START TASK INPUT
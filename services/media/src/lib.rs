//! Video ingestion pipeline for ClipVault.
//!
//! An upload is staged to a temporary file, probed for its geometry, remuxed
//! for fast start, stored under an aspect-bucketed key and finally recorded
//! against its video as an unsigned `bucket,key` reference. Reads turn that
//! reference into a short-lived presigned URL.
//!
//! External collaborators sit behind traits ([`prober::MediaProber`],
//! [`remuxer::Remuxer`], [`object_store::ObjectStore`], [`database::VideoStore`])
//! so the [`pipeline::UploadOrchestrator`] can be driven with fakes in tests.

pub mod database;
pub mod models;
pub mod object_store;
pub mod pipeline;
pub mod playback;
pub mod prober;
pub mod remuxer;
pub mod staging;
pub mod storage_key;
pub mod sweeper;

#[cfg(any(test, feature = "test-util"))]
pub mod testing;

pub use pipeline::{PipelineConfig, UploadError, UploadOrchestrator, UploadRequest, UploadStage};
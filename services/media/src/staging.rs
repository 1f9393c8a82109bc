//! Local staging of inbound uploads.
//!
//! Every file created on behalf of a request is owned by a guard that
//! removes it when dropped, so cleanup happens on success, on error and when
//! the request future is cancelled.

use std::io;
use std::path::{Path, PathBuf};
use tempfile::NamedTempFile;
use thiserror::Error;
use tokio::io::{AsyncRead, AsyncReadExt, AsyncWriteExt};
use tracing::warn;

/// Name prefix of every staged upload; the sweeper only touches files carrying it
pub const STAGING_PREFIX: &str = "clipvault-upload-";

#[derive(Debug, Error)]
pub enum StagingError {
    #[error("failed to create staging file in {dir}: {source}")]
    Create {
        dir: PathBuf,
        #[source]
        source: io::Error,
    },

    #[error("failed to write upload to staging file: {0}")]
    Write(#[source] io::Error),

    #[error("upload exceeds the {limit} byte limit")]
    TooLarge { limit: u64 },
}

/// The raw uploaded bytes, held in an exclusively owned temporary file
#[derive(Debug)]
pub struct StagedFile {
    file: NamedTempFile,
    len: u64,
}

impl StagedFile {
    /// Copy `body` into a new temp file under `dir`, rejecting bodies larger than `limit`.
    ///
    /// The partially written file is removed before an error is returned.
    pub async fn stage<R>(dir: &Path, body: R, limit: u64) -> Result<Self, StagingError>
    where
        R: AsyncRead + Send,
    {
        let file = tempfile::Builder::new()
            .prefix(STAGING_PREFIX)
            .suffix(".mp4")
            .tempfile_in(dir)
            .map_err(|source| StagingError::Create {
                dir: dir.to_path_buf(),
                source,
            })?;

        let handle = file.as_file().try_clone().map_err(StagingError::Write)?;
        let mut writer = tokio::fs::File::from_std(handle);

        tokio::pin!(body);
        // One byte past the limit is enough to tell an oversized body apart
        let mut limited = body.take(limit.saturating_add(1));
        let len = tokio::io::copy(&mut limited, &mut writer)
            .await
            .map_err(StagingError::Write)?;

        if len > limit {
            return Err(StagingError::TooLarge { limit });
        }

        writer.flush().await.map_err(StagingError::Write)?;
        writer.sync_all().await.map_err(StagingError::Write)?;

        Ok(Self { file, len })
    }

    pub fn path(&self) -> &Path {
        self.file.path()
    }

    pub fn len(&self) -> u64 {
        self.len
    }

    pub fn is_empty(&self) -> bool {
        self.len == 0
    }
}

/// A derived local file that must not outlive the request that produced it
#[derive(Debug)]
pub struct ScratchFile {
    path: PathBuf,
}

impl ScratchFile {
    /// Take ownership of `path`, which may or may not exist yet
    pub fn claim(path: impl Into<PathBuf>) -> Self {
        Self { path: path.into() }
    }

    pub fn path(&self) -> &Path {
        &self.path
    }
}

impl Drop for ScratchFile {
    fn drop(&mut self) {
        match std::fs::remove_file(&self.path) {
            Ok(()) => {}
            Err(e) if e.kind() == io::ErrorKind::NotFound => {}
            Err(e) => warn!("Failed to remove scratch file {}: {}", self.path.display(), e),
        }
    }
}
END TASK INPUT
# [EXERCISE REQUIREMENTS]
Go through the listing above, and whenever a line holds the word "temporary", copy it.

# [SOLUTION]
//! An upload is staged to a temporary file, probed for its geometry, remuxed
/// The raw uploaded bytes, held in an exclusively owned temporary file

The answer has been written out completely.